The lines from the top of the data down to the line with "use sqlx::PgPool;" should be repeated exactly, both ends included.

Collected data entries:
****

//! Capa de consultas del despacho
//!
//! Vistas de solo lectura: cola de pendientes por sucursal, dashboard
//! diario con conteos por estado y detalle de trip. Nunca muta estado.

use chrono::{DateTime, Duration, NaiveDate, Utc};
use rust_decimal::Decimal;
use sqlx::PgPool;
use uuid::Uuid;

use crate::config::environment::EnvironmentConfig;
use crate::dto::dispatch_dto::{
    DashboardQuery, DispatchDashboardResponse, PendingTripResponse, PendingTripsQuery,
    TripDetailResponse, TripSummary,
};
use crate::dto::incident_dto::IncidentResponse;
use crate::models::booking::{deposit_ratio_of, BookingStatus};
use crate::models::trip::TripStatus;
use crate::repositories::assignment_repository::AssignmentRepository;
use crate::repositories::booking_repository::BookingRepository;
use crate::repositories::driver_repository::DriverRepository;
use crate::repositories::incident_repository::IncidentRepository;
use crate::repositories::trip_repository::{PendingTripRow, TripRepository};
use crate::repositories::vehicle_repository::VehicleRepository;
use crate::utils::errors::AppResult;
use crate::utils::validation::{parse_date, parse_datetime};

/// ¿La fila pertenece a un booking despachable? Mismo criterio que el
/// motor de asignación: estado confirmado y depósito suficiente.
pub fn row_is_dispatchable(row: &PendingTripRow, min_deposit_ratio: Decimal) -> bool {
    matches!(
        row.booking_status,
        BookingStatus::Confirmed | BookingStatus::InProgress
    ) && deposit_ratio_of(row.estimated_cost, row.deposit_paid) >= min_deposit_ratio
}

pub struct DashboardService {
    trips: TripRepository,
    bookings: BookingRepository,
    drivers: DriverRepository,
    vehicles: VehicleRepository,
    assignments: AssignmentRepository,
    incidents: IncidentRepository,
    config: EnvironmentConfig,
}

impl DashboardService {
    pub fn new(pool: PgPool, config: EnvironmentConfig) -> Self {
        Self {
            trips: TripRepository::new(pool.clone()),
            bookings: BookingRepository::new(pool.clone()),
            drivers: DriverRepository::new(pool.clone()),
            vehicles: VehicleRepository::new(pool.clone()),
            assignments: AssignmentRepository::new(pool.clone()),
            incidents: IncidentRepository::new(pool),
            config,
        }
    }

    /// Cola de pendientes: trips SCHEDULED de bookings despachables sin
    /// asignación activa. Por defecto cubre los próximos 7 días.
    pub async fn pending_trips(
        &self,
        query: &PendingTripsQuery,
    ) -> AppResult<Vec<PendingTripResponse>> {
        let from = match &query.from {
            Some(raw) => parse_datetime(raw)?,
            None => start_of_today(),
        };
        let to = match &query.to {
            Some(raw) => parse_datetime(raw)?,
            None => from + Duration::days(7),
        };

        let rows = self.trips.find_pending(query.branch_id, from, to).await?;
        let min_ratio = self.config.min_deposit_ratio;

        Ok(rows
            .into_iter()
            .filter(|row| row_is_dispatchable(row, min_ratio))
            .map(pending_response)
            .collect())
    }

    /// Dashboard diario por sucursal: conteos por estado más la cola de
    /// pendientes del día.
    pub async fn dashboard(&self, query: &DashboardQuery) -> AppResult<DispatchDashboardResponse> {
        let date = match &query.date {
            Some(raw) => parse_date(raw)?,
            None => Utc::now().date_naive(),
        };
        let (from, to) = day_bounds(date);

        let counts = self.trips.count_by_status(query.branch_id, from, to).await?;
        let mut pending_count = 0;
        let mut assigned_count = 0;
        let mut ongoing_count = 0;
        let mut completed_count = 0;
        let mut cancelled_count = 0;
        for (status, count) in counts {
            match status {
                TripStatus::Scheduled => pending_count = count,
                TripStatus::Assigned => assigned_count = count,
                TripStatus::Ongoing => ongoing_count = count,
                TripStatus::Completed => completed_count = count,
                TripStatus::Cancelled => cancelled_count = count,
            }
        }

        let rows = self.trips.find_pending(query.branch_id, from, to).await?;
        let min_ratio = self.config.min_deposit_ratio;
        let pending_trips = rows
            .into_iter()
            .filter(|row| row_is_dispatchable(row, min_ratio))
            .map(pending_response)
            .collect();

        Ok(DispatchDashboardResponse {
            branch_id: query.branch_id,
            pending_count,
            assigned_count,
            ongoing_count,
            completed_count,
            cancelled_count,
            pending_trips,
        })
    }

    /// Detalle de un trip con su asignación activa e incidentes abiertos.
    pub async fn trip_detail(&self, trip_id: Uuid) -> AppResult<TripDetailResponse> {
        let trip = self.trips.get_by_id(trip_id).await?;
        let booking = self.bookings.get_by_id(trip.booking_id).await?;
        let category = self.vehicles.get_category(trip.required_category_id).await?;
        let assignment = self.assignments.find_active_by_trip(trip.id).await?;

        let mut driver_id = None;
        let mut driver_name = None;
        let mut driver_phone = None;
        let mut vehicle_id = None;
        let mut vehicle_plate = None;
        let mut vehicle_model = None;
        let mut accepted_at = None;

        if let Some(assignment) = &assignment {
            accepted_at = assignment.accepted_at;
            if let Some(driver) = self.drivers.find_by_id(assignment.driver_id).await? {
                driver_id = Some(driver.id);
                driver_name = Some(driver.full_name);
                driver_phone = driver.phone;
            }
            if let Some(vehicle) = self.vehicles.find_by_id(assignment.vehicle_id).await? {
                vehicle_id = Some(vehicle.id);
                vehicle_plate = Some(vehicle.license_plate);
                vehicle_model = vehicle.model;
            }
        }

        let open_incidents = self
            .incidents
            .find_open_by_trip(trip.id)
            .await?
            .into_iter()
            .map(IncidentResponse::from)
            .collect();

        Ok(TripDetailResponse {
            trip: TripSummary {
                trip_id: trip.id,
                booking_id: booking.id,
                branch_id: trip.branch_id,
                customer_name: booking.customer_name,
                customer_phone: booking.customer_phone,
                start_location: trip.start_location,
                end_location: trip.end_location,
                window_start: trip.window_start,
                window_end: trip.window_end,
                status: trip.status,
                required_category: category.name,
                required_seats: category.seats,
            },
            distance_km: trip.distance_km,
            driver_id,
            driver_name,
            driver_phone,
            vehicle_id,
            vehicle_plate,
            vehicle_model,
            accepted_at,
            open_incidents,
        })
    }
}

fn pending_response(row: PendingTripRow) -> PendingTripResponse {
    PendingTripResponse {
        trip_id: row.trip_id,
        booking_id: row.booking_id,
        branch_id: row.branch_id,
        customer_name: row.customer_name,
        customer_phone: row.customer_phone,
        start_location: row.start_location,
        end_location: row.end_location,
        window_start: row.window_start,
        window_end: row.window_end,
        booking_status: row.booking_status,
        required_seats: row.required_seats,
    }
}

fn start_of_today() -> DateTime<Utc> {
    let (from, _) = day_bounds(Utc::now().date_naive());
    from
}

fn day_bounds(date: NaiveDate) -> (DateTime<Utc>, DateTime<Utc>) {
    let start = date.and_hms_opt(0, 0, 0).unwrap_or_default().and_utc();
    (start, start + Duration::days(1))
}

#[cfg(test)]
mod tests {
    use super::*;
    use chrono::TimeZone;

    fn row(status: BookingStatus, cost: i64, paid: i64) -> PendingTripRow {
        PendingTripRow {
            trip_id: Uuid::new_v4(),
            booking_id: Uuid::new_v4(),
            branch_id: Uuid::new_v4(),
            customer_name: "Hoang Van E".to_string(),
            customer_phone: None,
            start_location: "Hanoi".to_string(),
            end_location: "Sapa".to_string(),
            window_start: Utc.with_ymd_and_hms(2025, 3, 14, 6, 0, 0).unwrap(),
            window_end: Utc.with_ymd_and_hms(2025, 3, 14, 12, 0, 0).unwrap(),
            booking_status: status,
            required_seats: 16,
            estimated_cost: Decimal::from(cost),
            deposit_paid: Decimal::from(paid),
        }
    }

    #[test]
    fn deposit_filter_mirrors_assignment_gate() {
        let min = Decimal::new(30, 2);
        assert!(row_is_dispatchable(&row(BookingStatus::Confirmed, 100, 30), min));
        assert!(!row_is_dispatchable(&row(BookingStatus::Confirmed, 100, 10), min));
        assert!(!row_is_dispatchable(&row(BookingStatus::Pending, 100, 100), min));
        assert!(!row_is_dispatchable(&row(BookingStatus::Cancelled, 100, 100), min));
    }

    #[test]
    fn day_bounds_cover_one_day() {
        let (from, to) = day_bounds(NaiveDate::from_ymd_opt(2025, 3, 14).unwrap());
        assert_eq!(to - from, Duration::days(1));
        assert_eq!(from.date_naive(), NaiveDate::from_ymd_opt(2025, 3, 14).unwrap());
    }
}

****

• **TASK ANSWER**:
//! Capa de consultas del despacho
//!
//! Vistas de solo lectura: cola de pendientes por sucursal, dashboard
//! diario con conteos por estado y detalle de trip. Nunca muta estado.

use chrono::{DateTime, Duration, NaiveDate, Utc};
use rust_decimal::Decimal;
use sqlx::PgPool;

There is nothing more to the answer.